Their departure from East Timor marks the end of a long and fruitless struggle by the world’s most populous Muslim nation to subdue a small, stubbornly separatist Roman Catholic province on its eastern fringe.
The story of East Timor’s struggle against Islamic aggression began almost immediately after it expelled its Portuguese colonizers on December 7, 1975. Just weeks later, Indonesia smashed East Timor’s new freedom with a bloody invasion, followed by a violent occupation, which was summarized in the United Nations’ Report of the International Commission of Inquiry on East Timor.[1] The following are excerpts from the UN report:
7. On November 12, 1991, Indonesian forces shot into a crowd of people who had gathered at the Santa Cruz cemetery in Dili for a memorial service for a youth shot dead by the Indonesian National Army (TNI) in an incident on 28 October 1991. The number of mourners killed at the Santa Cruz cemetery is not clear…
8. For the last several years, the Commission on Human Rights…had been concerned with the serious human rights violations in East Timor, relating to continuing allegations of extrajudicial killings, torture, “disappearances” and acts of sexual violence attributed to members of the TNI and pro-government militias…
9. …in late 1998 and early 1999, new militia groups were established in East Timor by the Indonesian authorities who reportedly portrayed the emergence of new militia groups as a spontaneous reaction against the activities of supporters of independence.
10. In January 1999, President Habibie offered East Timor substantial autonomy, or independence if the offer of autonomy was rejected…
During the months between President Habibie’s offer and the actual vote on August 30, 1999, the situation became extremely violent.
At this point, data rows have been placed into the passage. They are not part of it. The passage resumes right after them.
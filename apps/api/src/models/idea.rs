use chrono::{DateTime, Utc};
use serde::{Deserialize, Serialize};
use sqlx::types::Json;
use sqlx::FromRow;
use uuid::Uuid;

/// Evidence block attached to every generated idea.
#[derive(Debug, Clone, PartialEq, Serialize, Deserialize)]
#[serde(deny_unknown_fields)]
pub struct ValidationData {
    pub market_trends: Vec<String>,
    pub competitor_analysis: String,
    pub demand_indicators: Vec<String>,
}

/// Canonical record of one successful generation. Append-only.
#[derive(Debug, Clone, Serialize, Deserialize, FromRow)]
pub struct GeneratedIdeaRow {
    pub id: Uuid,
    pub email: String,
    pub title: String,
    pub description: String,
    pub market_size: String,
    pub target_audience: String,
    pub revenue_streams: Vec<String>,
    pub validation_data: Json<ValidationData>,
    pub preferences: Option<String>,
    pub constraints: Option<String>,
    pub industry: Option<String>,
    pub created_at: DateTime<Utc>,
}

/// Insert payload for `generated_ideas`; `id` and `created_at` are assigned by the store.
#[derive(Debug, Clone)]
pub struct NewGeneratedIdea {
    pub email: String,
    pub title: String,
    pub description: String,
    pub market_size: String,
    pub target_audience: String,
    pub revenue_streams: Vec<String>,
    pub validation_data: ValidationData,
    pub preferences: Option<String>,
    pub constraints: Option<String>,
    pub industry: Option<String>,
}

/// Library pointer. `title`/`description` are copied at write time, not joined.
#[derive(Debug, Clone, Serialize, Deserialize, FromRow)]
pub struct SavedIdeaRow {
    pub id: Uuid,
    pub user_email: String,
    pub idea_id: Uuid,
    pub title: String,
    pub description: String,
    pub is_liked: bool,
    pub created_at: DateTime<Utc>,
}

#[derive(Debug, Clone)]
pub struct NewSavedIdea {
    pub user_email: String,
    pub idea_id: Uuid,
    pub title: String,
    pub description: String,
}

impl NewSavedIdea {
    pub fn pointing_at(idea: &GeneratedIdeaRow) -> Self {
        Self {
            user_email: idea.email.clone(),
            idea_id: idea.id,
            title: idea.title.clone(),
            description: idea.description.clone(),
        }
    }
}

#[cfg(test)]
mod tests {
    use super::*;

    #[test]
    fn test_saved_idea_copies_title_and_description() {
        let idea = GeneratedIdeaRow {
            id: Uuid::new_v4(),
            email: "ada@example.com".to_string(),
            title: "PetPal".to_string(),
            description: "Subscription vet triage".to_string(),
            market_size: "$2B".to_string(),
            target_audience: "Pet owners".to_string(),
            revenue_streams: vec!["Subscriptions".to_string()],
            validation_data: Json(ValidationData {
                market_trends: vec![],
                competitor_analysis: "Few".to_string(),
                demand_indicators: vec![],
            }),
            preferences: None,
            constraints: None,
            industry: None,
            created_at: Utc::now(),
        };

        let saved = NewSavedIdea::pointing_at(&idea);
        assert_eq!(saved.idea_id, idea.id);
        assert_eq!(saved.user_email, "ada@example.com");
        assert_eq!(saved.title, "PetPal");
        assert_eq!(saved.description, "Subscription vet triage");
    }

    #[test]
    fn test_generated_idea_serializes_validation_data_inline() {
        let data = ValidationData {
            market_trends: vec!["Remote work".to_string()],
            competitor_analysis: "Fragmented".to_string(),
            demand_indicators: vec!["Search volume up".to_string()],
        };
        let value = serde_json::to_value(Json(data)).unwrap();
        assert_eq!(value["market_trends"][0], "Remote work");
    }
}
According to the UN report:
34. The members of the International Commission of Inquiry were confronted with testimonies surpassing their imagination.
…
37. …President Habibie’s proposal in January 1999 for greater autonomy or independence for the Territory coincides with an increase in militia activity there.
38. Intimidation by the militia groups was often in the form of burning houses, destruction of property and beatings. The men fled to the hills and the women who remained behind were harassed and in some instances sexually abused.
…
41. In April, several hundred internally displaced people had sought refuge in the church in Liquicia. There is evidence that on 5 April a person was killed in the church and that militia and TNI were jointly responsible for this killing.
On 6 April…, militia and Indonesian army personnel went on a shooting spree at the church resulting in several deaths. A witness testified that he was engaged by TNI to remove 15 bodies from the site and dispose of them in the lake in Maubara.
According to…a nurse in a hospital in Dili, six injured persons were brought from Liquicia to the hospital. She described a young woman who had been stabbed in the back and neck. A man had his right ear cut off and had stab wounds at the back, arms and shoulder.
…
48. …Another witness testified that her husband, who had sought refuge in Manual Carrascalao’s house, was killed on that day. Yet another witness testified that on 19 April, 11 bodies were brought in a truck and he was asked to bury them near Maubara Lake. According to him these bodies were from the killing that took place in Manual Carrascalao’s house.
…
75. The Commission visited the site of the massacre that took place at the Suai church on 6 September. At the time of the massacre, several hundred persons had sought refuge in the church. In the incident, three priests – Father Dewanto, Father Francisco and Father Hilario – were killed. Accounts of the militia and TNI removing the bodies of those killed in the church have now been corroborated with the exhumation in West Timor of 26 bodies alleged to be victims of the killings in Suai church…
…
84. An eyewitness testified that on 12 April 1999…people were forced to stand in a line by militia and TNI and then to kneel and pray. Then they were killed with automatic guns and pistols. The dead bodies were thrown on a truck and driven away…Twenty-two bodies were found later, 13 of them in one grave.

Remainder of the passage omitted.